Really cheap cars don't even have automatic gearboxes (or they are bought without them 90% of the time, outside of the US).
By "cheap car" I mean something cheaper than $20000 and "really cheap" would be below $12-15000.
Ok, with "really cheap" you're talking about a species of cars that I'm unfamiliar with.
Here in the US, the sensors and control fly by wire that Lexus used a few years ago have largely trickled down to the Corolla and the like as a standard feature. The differences between making autonomy work on low end and high end cars will be purely a software problem. That's not the kind of additional work that takes thirty years.
The difference is not purely a software problem.
It's a price problem since you need to install a bazillion sensors, motors and other thingies which are basically used only for one purpose.
And regarding really cheap, you're on HackerNews, ergo less likely to ever meet those. But it's usually cheap models from cheaper brands such as Dacia, Hyunday, Kia, Tata, several of the Chinese brands. I doubt most people you know actually own one :)
> It's a price problem since you need to install a bazillion sensors, motors and other thingies which are basically used only for one purpose.

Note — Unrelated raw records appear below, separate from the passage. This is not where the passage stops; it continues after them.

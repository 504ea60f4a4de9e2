//! Graph Explorer CLI - lay out and inspect graph snapshots

mod cli;

use clap::Parser;

fn main() {
    let cli_args = cli::Cli::parse();

    let mut app = cli::GraphExplorerApp::new();

    if let Err(e) = app.run(cli_args) {
        eprintln!("Error: {:#}", e);
        std::process::exit(1);
    }
}
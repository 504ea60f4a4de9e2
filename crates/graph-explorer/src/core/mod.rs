//! Core graph model: entities, geometry, the store and the layout contract
//!
//! Everything a controller needs to keep a consistent graph and hand it to a
//! layout engine lives here; concrete engines live in [`crate::layout`].

mod error;
mod geometry;
mod layout;
mod listener;
pub mod logging;
mod store;
mod types;

pub use error::*;
pub use geometry::*;
pub use layout::*;
pub use listener::*;
pub use logging::*;
pub use store::*;
pub use types::*;
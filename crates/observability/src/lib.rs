//! Tracing/logging setup shared by embedding applications.
//!
//! The ledger and lifecycle crates only emit `tracing` events (commit and
//! release summaries, missing-record warnings); how those events are
//! rendered is the embedder's choice. This crate offers a default.

pub mod tracing;

/// Initialize process-wide observability (tracing/logging).
///
/// Safe to call multiple times; subsequent calls become no-ops.
pub fn init() {
    tracing::init();
}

That's an overstatement. You need to install sensors, many of which you'd install anyway for the modern lane-keeping and crash avoidance features. The sensors are not ruinously expensive and economy of scale incentivizes an automaker that makes both cheap and expensive cars to get these features out to the low end very quickly. As Animats pointed out, you really want to order this stuff by the million, not the thousand.
I guess I wasn't arguing with the crux of what you're saying - having a feature is generally going to be more expensive than not having it. The overstatement was very strong, especially in terms of timeline for reducing the costs of this functionality.
Here in the US I don't even think you can buy a "really cheap" car; my current vehicle is a used Jeep TJ and it set me back $18k (great condition though - still, I overpaid a bit, but I consider it the price for getting the options I wanted on the vehicle).
While I'm sure there are probably new (or relatively new) vehicle out there sub-$15k, they probably aren't much to write home about. Certainly nothing I want (that's just my personal wants - for instance, if it ain't 4wd and/or it can't be lifted, I don't want it).
As far as the transmission is concerned, here in the US most vehicles can't be bought without an automatic. Manual transmissions are becoming the exception; most car models don't even have them as an option. The few that do (mostly trucks and sports cars) have seen declining sales of the option (and I wouldn't be surprised if it actually costs more to get it!).
I imagine that if you waited for the right manufacturer's incentives and so on, you could get a Toyota Yaris here for $13k, new, with financing. It's a very fine car for someone who can comfortably fit in it.